Referring now to FIG. 1, four images are shown: FIG. 1A, FIG. 1B, FIG. 1C and FIG. 1D. FIG. 1A or image 120 includes two objects; a woman 100 and sun 101. FIG. 1B. or image 130 contains two objects; a man 102 and sun 103. FIG. 1C or image 140 contains four objects; a woman 104, a moon 105 and two stars 106. FIG. 1D or image 150 contains five objects; a dog 107, a man 108, two stars 109 and a moon 110. For simplicity only four images are shown, but these four images may be part of a much larger collection of images with similar and different objects. By looking at the images 120 and 130, it may be determined that these images were taken in the daytime, perhaps based on the presence of the sun 101 and 103. By looking at images 140 and 150, it may be determined that these images were taken at night, perhaps based on the presence of the moon 105 and 110 or based on the presence of stars 106 and 109, or the combination of the two. In an embodiment of the present invention, each image is analyzed, perhaps by software, to recognize certain objects within that object so that attributes may be automatically assigned to that image, perhaps by adding these attributes to a database that is searchable. The individual objects may be detected using various methods known in the art such as edge detection. Perhaps significant color differences or contrasts may be used to locate the start of each image. These attributes are now searchable criteria and can be used by a search program to locate images containing each particular object. In this example, an attribute of “daytime” may be added to database records for images 120 and 130 and “nighttime” may be added to records for images 140 and 150. In another embodiment of the present invention, the attribute may be inserted directly into the file, perhaps adding it to an auxiliary data field such as that which is present in the JPEG standard for storing auxiliary information such as date taken, resolution, etc.

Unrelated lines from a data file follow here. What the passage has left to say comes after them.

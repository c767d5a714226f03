#![forbid(unsafe_code)]

//! Menu configuration.
//!
//! Every tunable of the controller lives in one [`MenuConfig`], passed in
//! explicitly at construction. With the `config` feature it can be loaded
//! from TOML or JSON.
//!
//! # Loading
//!
//! ```toml
//! # menu.toml
//! hover_open_delay_ms = 150
//! direction = "rtl"
//!
//! [root_placement]
//! side = "top"
//! side_offset = 2
//! ```
//!
//! Placement tables are merged key by key onto that level's defaults, so the
//! table above keeps the root's `align` and `avoid_collisions`.
//!
//! ```rust,ignore
//! let config = MenuConfig::from_toml_file("menu.toml")?;
//! let config = MenuConfig::from_json_str(json)?;
//! ```
//!
//! # Defaults
//!
//! | Field                  | Default                          |
//! |------------------------|----------------------------------|
//! | `hover_open_delay_ms`  | 100                              |
//! | `typeahead_timeout_ms` | 1000                             |
//! | `root_placement`       | bottom, start, `side_offset = 4` |
//! | `submenu_placement`    | right, start, `side_offset = 0`  |
//! | `close_on_select`      | `true`                           |
//! | `loop_navigation`      | `true`                           |
//! | `direction`            | `ltr`                            |
//! | `modal`                | `true`                           |

#[cfg(feature = "config")]
use std::path::Path;

#[cfg(feature = "config")]
use serde::{Deserialize, Serialize};
use web_time::Duration;

use crate::error::ConfigError;
#[cfg(feature = "config")]
use crate::placement::Align;
use crate::placement::{Placement, Side};

/// Upper bound for the hover-open delay.
const MAX_HOVER_OPEN_DELAY_MS: u64 = 10_000;
/// Upper bound for the type-ahead idle timeout.
const MAX_TYPEAHEAD_TIMEOUT_MS: u64 = 60_000;

/// Reading direction. Right-to-left swaps the horizontal arrow keys and
/// mirrors the submenu side.
#[derive(Debug, Clone, Copy, PartialEq, Eq, Hash, Default)]
#[cfg_attr(feature = "config", derive(Serialize, Deserialize))]
#[cfg_attr(feature = "config", serde(rename_all = "lowercase"))]
pub enum Direction {
    #[default]
    Ltr,
    Rtl,
}

/// Tunables of a [`MenuController`](crate::controller::MenuController).
#[derive(Debug, Clone, PartialEq, Eq)]
#[cfg_attr(feature = "config", derive(Serialize, Deserialize))]
#[cfg_attr(feature = "config", serde(default))]
pub struct MenuConfig {
    /// How long the pointer must rest on a submenu trigger before it opens.
    pub hover_open_delay_ms: u64,

    /// Idle time after which the type-ahead buffer is cleared.
    pub typeahead_timeout_ms: u64,

    /// Placement of the root menu against its trigger. A partial table only
    /// overrides the keys it names.
    #[cfg_attr(
        feature = "config",
        serde(deserialize_with = "deserialize_root_placement")
    )]
    pub root_placement: Placement,

    /// Placement of submenus against their trigger item, for left-to-right
    /// layouts. Mirrored when `direction` is right-to-left.
    #[cfg_attr(
        feature = "config",
        serde(deserialize_with = "deserialize_submenu_placement")
    )]
    pub submenu_placement: Placement,

    /// Whether activating an item closes the menu. Items can override this.
    pub close_on_select: bool,

    /// Whether arrow navigation wraps around at either end.
    pub loop_navigation: bool,

    pub direction: Direction,

    /// Trap focus while open. When off, Tab closes the menu and is passed
    /// through to the host.
    pub modal: bool,
}

impl Default for MenuConfig {
    fn default() -> Self {
        Self {
            hover_open_delay_ms: 100,
            typeahead_timeout_ms: 1000,
            root_placement: Placement::below(),
            submenu_placement: Placement::beside(Side::Right),
            close_on_select: true,
            loop_navigation: true,
            direction: Direction::Ltr,
            modal: true,
        }
    }
}

impl MenuConfig {
    #[must_use]
    pub fn hover_open_delay(&self) -> Duration {
        Duration::from_millis(self.hover_open_delay_ms)
    }

    #[must_use]
    pub fn typeahead_timeout(&self) -> Duration {
        Duration::from_millis(self.typeahead_timeout_ms)
    }

    /// Submenu placement with the direction applied.
    #[must_use]
    pub fn effective_submenu_placement(&self) -> Placement {
        match self.direction {
            Direction::Ltr => self.submenu_placement,
            Direction::Rtl => self.submenu_placement.mirrored(),
        }
    }

    #[must_use]
    pub fn with_hover_open_delay(mut self, delay: Duration) -> Self {
        self.hover_open_delay_ms = u64::try_from(delay.as_millis()).unwrap_or(u64::MAX);
        self
    }

    #[must_use]
    pub fn with_typeahead_timeout(mut self, timeout: Duration) -> Self {
        self.typeahead_timeout_ms = u64::try_from(timeout.as_millis()).unwrap_or(u64::MAX);
        self
    }

    #[must_use]
    pub fn with_root_placement(mut self, placement: Placement) -> Self {
        self.root_placement = placement;
        self
    }

    #[must_use]
    pub fn with_submenu_placement(mut self, placement: Placement) -> Self {
        self.submenu_placement = placement;
        self
    }

    #[must_use]
    pub fn with_close_on_select(mut self, close: bool) -> Self {
        self.close_on_select = close;
        self
    }

    #[must_use]
    pub fn with_loop_navigation(mut self, wrap: bool) -> Self {
        self.loop_navigation = wrap;
        self
    }

    #[must_use]
    pub fn with_direction(mut self, direction: Direction) -> Self {
        self.direction = direction;
        self
    }

    #[must_use]
    pub fn with_modal(mut self, modal: bool) -> Self {
        self.modal = modal;
        self
    }

    /// Load from a TOML string.
    #[cfg(feature = "config")]
    pub fn from_toml_str(s: &str) -> Result<Self, ConfigError> {
        let config: Self = toml::from_str(s)?;
        config.checked()
    }

    /// Load from a TOML file on disk.
    #[cfg(feature = "config")]
    pub fn from_toml_file(path: impl AsRef<Path>) -> Result<Self, ConfigError> {
        let content = std::fs::read_to_string(path.as_ref())?;
        Self::from_toml_str(&content)
    }

    /// Load from a JSON string.
    #[cfg(feature = "config")]
    pub fn from_json_str(s: &str) -> Result<Self, ConfigError> {
        let config: Self = serde_json::from_str(s)?;
        config.checked()
    }

    /// Load from a JSON file on disk.
    #[cfg(feature = "config")]
    pub fn from_json_file(path: impl AsRef<Path>) -> Result<Self, ConfigError> {
        let content = std::fs::read_to_string(path.as_ref())?;
        Self::from_json_str(&content)
    }

    /// Validate all parameters are within acceptable ranges.
    ///
    /// Returns a list of validation errors. An empty list means the config
    /// is valid.
    #[must_use]
    pub fn validate(&self) -> Vec<String> {
        let mut errors = Vec::new();

        if self.hover_open_delay_ms > MAX_HOVER_OPEN_DELAY_MS {
            errors.push(format!(
                "hover_open_delay_ms must be <= {MAX_HOVER_OPEN_DELAY_MS}, got {}",
                self.hover_open_delay_ms
            ));
        }

        if self.typeahead_timeout_ms == 0 {
            errors.push("typeahead_timeout_ms must be > 0".into());
        } else if self.typeahead_timeout_ms > MAX_TYPEAHEAD_TIMEOUT_MS {
            errors.push(format!(
                "typeahead_timeout_ms must be <= {MAX_TYPEAHEAD_TIMEOUT_MS}, got {}",
                self.typeahead_timeout_ms
            ));
        }

        for (name, placement) in [
            ("root_placement", &self.root_placement),
            ("submenu_placement", &self.submenu_placement),
        ] {
            if placement.align_offset.unsigned_abs() > u16::MAX / 2 {
                errors.push(format!(
                    "{name}.align_offset out of range, got {}",
                    placement.align_offset
                ));
            }
            if placement.collision_padding > u16::MAX / 4 {
                errors.push(format!(
                    "{name}.collision_padding out of range, got {}",
                    placement.collision_padding
                ));
            }
        }

        errors
    }

    /// Run [`validate`](Self::validate) and turn failures into an error.
    pub fn checked(self) -> Result<Self, ConfigError> {
        let errors = self.validate();
        if errors.is_empty() {
            Ok(self)
        } else {
            Err(ConfigError::Validation(errors))
        }
    }
}

// ---------------------------------------------------------------------------
// Placement tables
// ---------------------------------------------------------------------------

/// Keys of a `[*_placement]` table. Absent keys keep the level's default.
#[cfg(feature = "config")]
#[derive(Debug, Default, Deserialize)]
#[serde(deny_unknown_fields)]
struct PlacementOverrides {
    side: Option<Side>,
    align: Option<Align>,
    side_offset: Option<u16>,
    align_offset: Option<i16>,
    collision_padding: Option<u16>,
    avoid_collisions: Option<bool>,
}

#[cfg(feature = "config")]
impl PlacementOverrides {
    fn apply(self, base: Placement) -> Placement {
        Placement {
            side: self.side.unwrap_or(base.side),
            align: self.align.unwrap_or(base.align),
            side_offset: self.side_offset.unwrap_or(base.side_offset),
            align_offset: self.align_offset.unwrap_or(base.align_offset),
            collision_padding: self.collision_padding.unwrap_or(base.collision_padding),
            avoid_collisions: self.avoid_collisions.unwrap_or(base.avoid_collisions),
        }
    }
}

#[cfg(feature = "config")]
fn deserialize_root_placement<'de, D>(deserializer: D) -> Result<Placement, D::Error>
where
    D: serde::Deserializer<'de>,
{
    let overrides = PlacementOverrides::deserialize(deserializer)?;
    Ok(overrides.apply(MenuConfig::default().root_placement))
}

#[cfg(feature = "config")]
fn deserialize_submenu_placement<'de, D>(deserializer: D) -> Result<Placement, D::Error>
where
    D: serde::Deserializer<'de>,
{
    let overrides = PlacementOverrides::deserialize(deserializer)?;
    Ok(overrides.apply(MenuConfig::default().submenu_placement))
}

#[cfg(test)]
mod tests {
    use super::*;
    use crate::placement::Align;

    #[test]
    fn defaults_match_documented_values() {
        let config = MenuConfig::default();
        assert_eq!(config.hover_open_delay(), Duration::from_millis(100));
        assert_eq!(config.typeahead_timeout(), Duration::from_millis(1000));
        assert_eq!(config.root_placement.side, Side::Bottom);
        assert_eq!(config.root_placement.side_offset, 4);
        assert_eq!(config.submenu_placement.side, Side::Right);
        assert_eq!(config.submenu_placement.side_offset, 0);
        assert!(config.close_on_select && config.loop_navigation && config.modal);
        assert!(config.validate().is_empty());
    }

    #[test]
    fn rtl_mirrors_submenu_side() {
        let config = MenuConfig::default().with_direction(Direction::Rtl);
        assert_eq!(config.effective_submenu_placement().side, Side::Left);
        assert_eq!(config.root_placement.side, Side::Bottom);
    }

    #[test]
    fn validate_catches_zero_typeahead_timeout() {
        let config = MenuConfig {
            typeahead_timeout_ms: 0,
            ..MenuConfig::default()
        };
        let errors = config.validate();
        assert_eq!(errors, vec!["typeahead_timeout_ms must be > 0".to_string()]);
        assert!(matches!(
            config.checked(),
            Err(ConfigError::Validation(v)) if v.len() == 1
        ));
    }

    #[test]
    fn validate_catches_long_hover_delay() {
        let config = MenuConfig::default().with_hover_open_delay(Duration::from_secs(60));
        assert_eq!(config.validate().len(), 1);
    }

    #[test]
    fn builders_set_fields() {
        let config = MenuConfig::default()
            .with_typeahead_timeout(Duration::from_millis(250))
            .with_close_on_select(false)
            .with_loop_navigation(false)
            .with_modal(false)
            .with_root_placement(Placement::below().with_align(Align::End));
        assert_eq!(config.typeahead_timeout_ms, 250);
        assert!(!config.close_on_select);
        assert!(!config.loop_navigation);
        assert!(!config.modal);
        assert_eq!(config.root_placement.align, Align::End);
    }

    #[cfg(feature = "config")]
    #[test]
    fn toml_partial_overrides_keep_defaults() {
        let config = MenuConfig::from_toml_str(
            r#"
            hover_open_delay_ms = 250
            direction = "rtl"

            [root_placement]
            side = "top"
            align = "center"
            "#,
        )
        .unwrap();
        assert_eq!(config.hover_open_delay_ms, 250);
        assert_eq!(config.direction, Direction::Rtl);
        assert_eq!(config.root_placement.side, Side::Top);
        assert_eq!(config.root_placement.align, Align::Center);
        // Unnamed keys keep the root's own defaults.
        assert_eq!(config.root_placement.side_offset, 4);
        assert!(config.root_placement.avoid_collisions);
        assert_eq!(config.submenu_placement, MenuConfig::default().submenu_placement);
        assert_eq!(config.typeahead_timeout_ms, 1000);
    }

    #[cfg(feature = "config")]
    #[test]
    fn partial_submenu_placement_merges_onto_submenu_defaults() {
        let config = MenuConfig::from_json_str(
            r#"{ "submenu_placement": { "collision_padding": 1 } }"#,
        )
        .unwrap();
        assert_eq!(config.submenu_placement.side, Side::Right);
        assert_eq!(config.submenu_placement.side_offset, 0);
        assert_eq!(config.submenu_placement.collision_padding, 1);
        assert_eq!(config.root_placement, MenuConfig::default().root_placement);
    }

    #[cfg(feature = "config")]
    #[test]
    fn unknown_placement_key_is_rejected() {
        let err = MenuConfig::from_toml_str(
            r#"
            [root_placement]
            sid = "top"
            "#,
        )
        .unwrap_err();
        assert!(matches!(err, ConfigError::Toml(_)));
    }

    #[cfg(feature = "config")]
    #[test]
    fn json_roundtrip() {
        let config = MenuConfig::default().with_direction(Direction::Rtl);
        let json = serde_json::to_string(&config).unwrap();
        assert_eq!(MenuConfig::from_json_str(&json).unwrap(), config);
    }

    #[cfg(feature = "config")]
    #[test]
    fn invalid_values_are_rejected_on_load() {
        let err = MenuConfig::from_json_str(r#"{ "typeahead_timeout_ms": 0 }"#).unwrap_err();
        assert!(matches!(err, ConfigError::Validation(_)));
        let err = MenuConfig::from_toml_str("modal = \"yes\"").unwrap_err();
        assert!(matches!(err, ConfigError::Toml(_)));
    }

    #[cfg(feature = "config")]
    #[test]
    fn missing_file_is_io_error() {
        let err = MenuConfig::from_toml_file("/nonexistent/flyout-menu.toml").unwrap_err();
        assert!(matches!(err, ConfigError::Io(_)));
    }
}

Continuing with FIG. 1, looking at images 120 and 140 it can be determined that the woman 100 and 104 appear in both images. In another embodiment, facial recognition may be used to determine if woman 100 and woman 104 are indeed the same person. In an embodiment of the present invention, the first time woman 100 is detected; the user may be prompted to identify this person, perhaps by name (Jane) or by other attributes such as gender, organization, etc. In one embodiment of the present invention relating to a collection of images of a particular business, the attribute may be name and department so that images containing certain individuals may be located or all images of individuals within a certain organization may be located. Once attributes are entered for this person, upon subsequent exposure to the same individual, the recognition software would determine that, perhaps woman 104 is the same person as woman 100, and copy the attributes associated with woman 100 (for example: name is Jane) into the attributes for image 140. Looking now at images 130 and 150 it can be determined that man 102 and man 108 appear in both images. Facial recognition may again be used to determine if man 102 and man 108 are likely to be the same person. In an embodiment of the present invention, the first time man 102 is detected; the user may be prompted to identify this person, perhaps by name (John) or by other attributes such as gender, organization, etc. In one embodiment of the present invention relating to a collection of images of a particular business, the attribute may be name and department so that images containing certain individuals may be located or all images of individuals within a certain organization may be located. Once attributes are entered for this person, upon subsequent exposure to the same individual, the recognition software would determine that, perhaps man 108 is likely to be the same person as man 102, and copy the attributes associated with man 102 into the attribute information for image 150. In another embodiment, the recognition software may not be 100% certain that man 108 is the same as man 102 and may request verification from the user. If verified, the attributes associated with man 102 would be copied into the information for image 150. If not verified, the user may be prompted to enter information for the unidentified man 108, which would then be stored with the information for the image 150.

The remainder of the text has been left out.